---------- Raw data ----------
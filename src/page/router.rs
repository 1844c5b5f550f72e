//! Per-page frame router.
//!
//! The router is the page's single point of contact with the
//! orchestrator. It assigns synthetic identifiers to nested frames,
//! hands each frame an endpoint, forwards open requests upward, and
//! broadcasts every delivery downward — endpoints filter on their own
//! frame id, so the router never needs to know which frame asked.
//!
//! Frame discovery arrives as a stream of "frames added" batches from
//! the page's structural watcher; the router injects each batch as it
//! lands and emits the resulting endpoints.

use tokio::sync::{broadcast, mpsc};

use crate::client::{ClientError, RuntimeClient};
use crate::ipc::protocol::{FrameId, Message};
use crate::page::{OpenRequest, PageMessage};

/// Broadcast depth for deliveries. Payloads are rare (one per user
/// gesture), so lag here means a stuck consumer, not load.
const DELIVERY_CAPACITY: usize = 16;

/// A frame discovered in the page's structure.
#[derive(Debug, Clone, Copy)]
pub struct FrameNode {
    /// Whether the frame belongs to a different origin than the page.
    pub cross_origin: bool,
}

/// Injection into a cross-origin frame is not possible; the frame
/// keeps its native picker.
#[derive(Debug, thiserror::Error, PartialEq, Eq)]
#[error("frame is cross-origin, injection blocked")]
pub struct InjectionBlocked;

/// What one frame's interceptor holds: its identity, the delivery
/// broadcast, and the shared request channel.
#[derive(Debug)]
pub struct FrameEndpoint {
    pub frame: FrameId,
    pub deliveries: broadcast::Receiver<PageMessage>,
    pub requests: mpsc::UnboundedSender<OpenRequest>,
}

/// Handle for the page's structural watcher: feed "frames added"
/// batches in, get the endpoints of newly injected frames out.
#[derive(Debug)]
pub struct StructureWatch {
    pub additions: mpsc::UnboundedSender<Vec<FrameNode>>,
    pub endpoints: mpsc::UnboundedReceiver<FrameEndpoint>,
}

pub struct FrameRouter {
    client: RuntimeClient,
    deliveries_tx: broadcast::Sender<PageMessage>,
    open_tx: mpsc::UnboundedSender<OpenRequest>,
    open_rx: mpsc::UnboundedReceiver<OpenRequest>,
    structural_tx: mpsc::UnboundedSender<Vec<FrameNode>>,
    structural_rx: mpsc::UnboundedReceiver<Vec<FrameNode>>,
    endpoints_tx: mpsc::UnboundedSender<FrameEndpoint>,
    endpoints_rx: Option<mpsc::UnboundedReceiver<FrameEndpoint>>,
    next_frame: u64,
    frames: Vec<FrameId>,
}

impl FrameRouter {
    pub fn new(client: RuntimeClient) -> Self {
        let (deliveries_tx, _) = broadcast::channel(DELIVERY_CAPACITY);
        let (open_tx, open_rx) = mpsc::unbounded_channel();
        let (structural_tx, structural_rx) = mpsc::unbounded_channel();
        let (endpoints_tx, endpoints_rx) = mpsc::unbounded_channel();
        Self {
            client,
            deliveries_tx,
            open_tx,
            open_rx,
            structural_tx,
            structural_rx,
            endpoints_tx,
            endpoints_rx: Some(endpoints_rx),
            next_frame: 0,
            frames: Vec::new(),
        }
    }

    /// Endpoint for the page's top document.
    pub fn install_top(&mut self) -> FrameEndpoint {
        self.endpoint(FrameId::Top)
    }

    /// Subscribe the router to the page's structural-change stream.
    /// `None` once the watch has already been handed out.
    pub fn watch_structure(&mut self) -> Option<StructureWatch> {
        let endpoints = self.endpoints_rx.take()?;
        Some(StructureWatch {
            additions: self.structural_tx.clone(),
            endpoints,
        })
    }

    /// Inject into one nested frame, assigning its synthetic id.
    pub fn inject(&mut self, node: &FrameNode) -> Result<FrameEndpoint, InjectionBlocked> {
        if node.cross_origin {
            return Err(InjectionBlocked);
        }
        let frame = FrameId::Nested(format!("injected-frame-{}", self.next_frame));
        self.next_frame += 1;
        Ok(self.endpoint(frame))
    }

    /// Inject a batch of discovered frames. Cross-origin frames are
    /// skipped without comment — that outcome is ordinary, not a
    /// fault worth reporting.
    pub fn apply_batch(&mut self, nodes: &[FrameNode]) -> Vec<FrameEndpoint> {
        nodes
            .iter()
            .filter_map(|node| self.inject(node).ok())
            .collect()
    }

    pub fn known_frames(&self) -> &[FrameId] {
        &self.frames
    }

    fn endpoint(&mut self, frame: FrameId) -> FrameEndpoint {
        self.frames.push(frame.clone());
        FrameEndpoint {
            frame,
            deliveries: self.deliveries_tx.subscribe(),
            requests: self.open_tx.clone(),
        }
    }

    /// Drive the router: inject structural additions, forward open
    /// requests upward, broadcast deliveries downward. Runs until the
    /// orchestrator disconnects or every endpoint is gone.
    pub async fn run(mut self) -> Result<(), ClientError> {
        loop {
            tokio::select! {
                batch = self.structural_rx.recv() => {
                    // Channel can't close — the router holds a sender.
                    if let Some(nodes) = batch {
                        for endpoint in self.apply_batch(&nodes) {
                            let _ = self.endpoints_tx.send(endpoint);
                        }
                    }
                }
                request = self.open_rx.recv() => {
                    let Some(OpenRequest { frame }) = request else {
                        return Ok(());
                    };
                    match self.client.open_helper(frame.clone()).await {
                        Ok(()) => {}
                        Err(ClientError::Rejected(reason)) => {
                            // session_busy and friends are scoped to the
                            // requesting frame.
                            let _ = self
                                .deliveries_tx
                                .send(PageMessage::Failure { frame, reason });
                        }
                        Err(e) => return Err(e),
                    }
                }
                inbound = self.client.next_message() => {
                    match inbound {
                        None => return Ok(()),
                        Some(Err(e)) => return Err(e),
                        Some(Ok(Message::PayloadDelivery { frame, payload, .. })) => {
                            let _ = self
                                .deliveries_tx
                                .send(PageMessage::Payload { frame, payload });
                        }
                        Some(Ok(Message::DeliveryFailed { frame, reason, .. })) => {
                            let _ = self
                                .deliveries_tx
                                .send(PageMessage::Failure { frame, reason });
                        }
                        Some(Ok(other)) => {
                            tracing::debug!(?other, "unexpected runtime message");
                        }
                    }
                }
            }
        }
    }
}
----------
**Your task**
Your task is to copy each line from the material above that includes the word "additions".

**Result**
    pub additions: mpsc::UnboundedSender<Vec<FrameNode>>,
            additions: self.structural_tx.clone(),
    /// Drive the router: inject structural additions, forward open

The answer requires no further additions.